迷路のような配管――覚えるだけでも一苦労
水族館の水槽の裏側にあるものを、もう少しだけ見ていこう。
まずは、複雑に張り巡らされた配管である。水族館は先述のように水を濾過・循環させて管理するのだが、当然それにも限界があり、ある程度は自然下から運んできた新鮮な水を加えてやらなければならない。
ここでは、多数派である海の生き物の水族館についてみてみよう*。
天然の海水は、近くの海から直接吸入して汲み上げるパターン(主に近くの海が比較的綺麗な場合)と、遠くの海からタンカーのようなもので運んでくる場合(近くの海が汚いか、もしくはそもそも水族館自体が海沿いにない場合)がある。後者の場合は、海水を貯蔵しておく巨大なタンクが必要だ。また、時には人工海水という、工業的に成分を似せてつくった海水の素を真水に溶かして使う水族館もある。
*ちなみに、淡水の水族館でも、ただ水道水を入れればいいというわけではない。日本の水道水は飲用に適するよう、塩素成分(いわゆる「カルキ」)などが配合されているからだ。中和するか、もしくは海水と同じように自然下から運搬してくるかである。
どちらにせよ、これらの新鮮な水が、持続的に水槽に注入されている。しかし、それだけでは水が増え、いずれ溢れてしまうから、逆に水を捨てる機構も必要だ。ゆえに、汚れた水の一部が、濾過の系列から外れて捨てられることになる。

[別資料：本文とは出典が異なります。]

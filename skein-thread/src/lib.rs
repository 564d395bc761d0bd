#![forbid(unsafe_code)]

//! OS threads for skein scripts.
//!
//! Every task runs in its own freshly built [`Interpreter`] on its own OS
//! thread. The task and its arguments cross the boundary as an encoded
//! [`Payload`], and results come back the same way through
//! [`ThreadHandle::join`].
//!
//! [`Interpreter`]: skein_interpret::Interpreter

mod bindings;
mod bridge;
mod codec;
mod config;
mod controller;
mod environment;
mod error;
mod finalize;
mod handle;
mod queue;
mod status;
mod worker;

pub use bindings::{QueueObject, ThreadObject, install};
pub use bridge::{from_portable, to_portable};
pub use codec::{Payload, Portable, TaskBody, decode, encode};
pub use config::{DropPolicy, ThreadConfig};
pub use controller::{Controller, yield_now};
pub use environment::EnvironmentFactory;
pub use error::{EnvironmentError, FailureKind, SerializationError, TaskFailure, ThreadError};
pub use handle::{Outcome, ThreadHandle};
pub use queue::{QueueError, ThreadQueue};
pub use status::TaskStatus;
pub use worker::live_workers;
use std::cell::RefCell;
use std::collections::{BTreeMap, HashMap, HashSet};
use std::fmt;
use std::io::Write;
use std::rc::Rc;
use std::sync::Arc;

use skein_ast::{BinOp, Expr, ExprKind, ForStmt, FunctionProto, Ident, Span, Stmt, UnaryOp};
use skein_parse::{SyntaxError, compile_chunk};

use crate::error::{ExecError, RuntimeError, TraceFrame};
use crate::package::{PackageConfig, search_path};
use crate::value::{HostObject, NativeFunction, Value, format_number};

pub type MessageHandler = Rc<dyn Fn(&RuntimeError) -> String>;
pub type ModuleLoader = Rc<dyn Fn(&mut Interpreter) -> Result<Value, RuntimeError>>;

#[derive(Clone, Debug)]
pub struct InterpreterConfig {
    pub max_call_depth: usize,
    pub package: PackageConfig,
    /// Collect `print` output in memory instead of writing to stdout.
    pub capture_output: bool,
}

impl Default for InterpreterConfig {
    fn default() -> Self {
        Self {
            max_call_depth: 200,
            package: PackageConfig::default(),
            capture_output: false,
        }
    }
}

struct Frame {
    function: String,
    chunk: String,
    line: u32,
    native: bool,
    main: bool,
    scopes: Vec<HashMap<String, Value>>,
    varargs: Vec<Value>,
}

impl Frame {
    fn native(function: String) -> Self {
        Self {
            function,
            chunk: String::new(),
            line: 0,
            native: true,
            main: false,
            scopes: Vec::new(),
            varargs: Vec::new(),
        }
    }
}

enum Flow {
    Normal,
    Break,
    Return(Vec<Value>),
}

/// One isolated execution environment.
///
/// Nothing in an interpreter is shareable across threads: values are
/// reference counted with `Rc`, so the type is `!Send`.
pub struct Interpreter {
    config: InterpreterConfig,
    globals: HashMap<String, Value>,
    frames: Vec<Frame>,
    modules: HashMap<String, ModuleLoader>,
    loaded: HashMap<String, Value>,
    loading: HashSet<String>,
    message_handler: Option<MessageHandler>,
    output: String,
}

impl fmt::Debug for Interpreter {
    fn fmt(&self, f: &mut fmt::Formatter<'_>) -> fmt::Result {
        f.debug_struct("Interpreter")
            .field("config", &self.config)
            .field("globals", &self.globals.len())
            .field("depth", &self.frames.len())
            .field("modules", &self.modules.keys().collect::<Vec<_>>())
            .finish_non_exhaustive()
    }
}

impl Default for Interpreter {
    fn default() -> Self {
        Self::new(InterpreterConfig::default())
    }
}
#![forbid(unsafe_code)]

mod error;
mod package;
pub mod stdlib;
mod value;
mod vm;

pub use error::{ExecError, RuntimeError, TraceFrame};
pub use package::{PackageConfig, PackageConfigError, Separators, search_path};
pub use value::{HostObject, ListRef, MapRef, NativeFunction, Value, format_number};
pub use vm::{Interpreter, InterpreterConfig, MessageHandler, ModuleLoader};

まとめると、水槽の裏側には基本的に、水を注入する管、濾過槽につながる管、そして不要な水を捨てる管がある。さらには予備水槽にも同じ仕掛けがあったり、水槽同士で管がつながっていたり……となるので、最終的に一目ではどこにつながっているのかも分からない、迷路のような摩訶不思議な配管が形成されるのだ。
歴史の長い水族館ほど、この大量の配管はバリアフリーの対極のような配置になっていて、バックヤードで頭をぶつけるのは通過儀礼である。筆者の場合、たんこぶをつくるのは日常茶飯事、恥ずかしながらつなぎ目のボルト部分に頭をぶつけて流血したこともある(スタッフさんに心配をかけたくないので、必死で止血した)。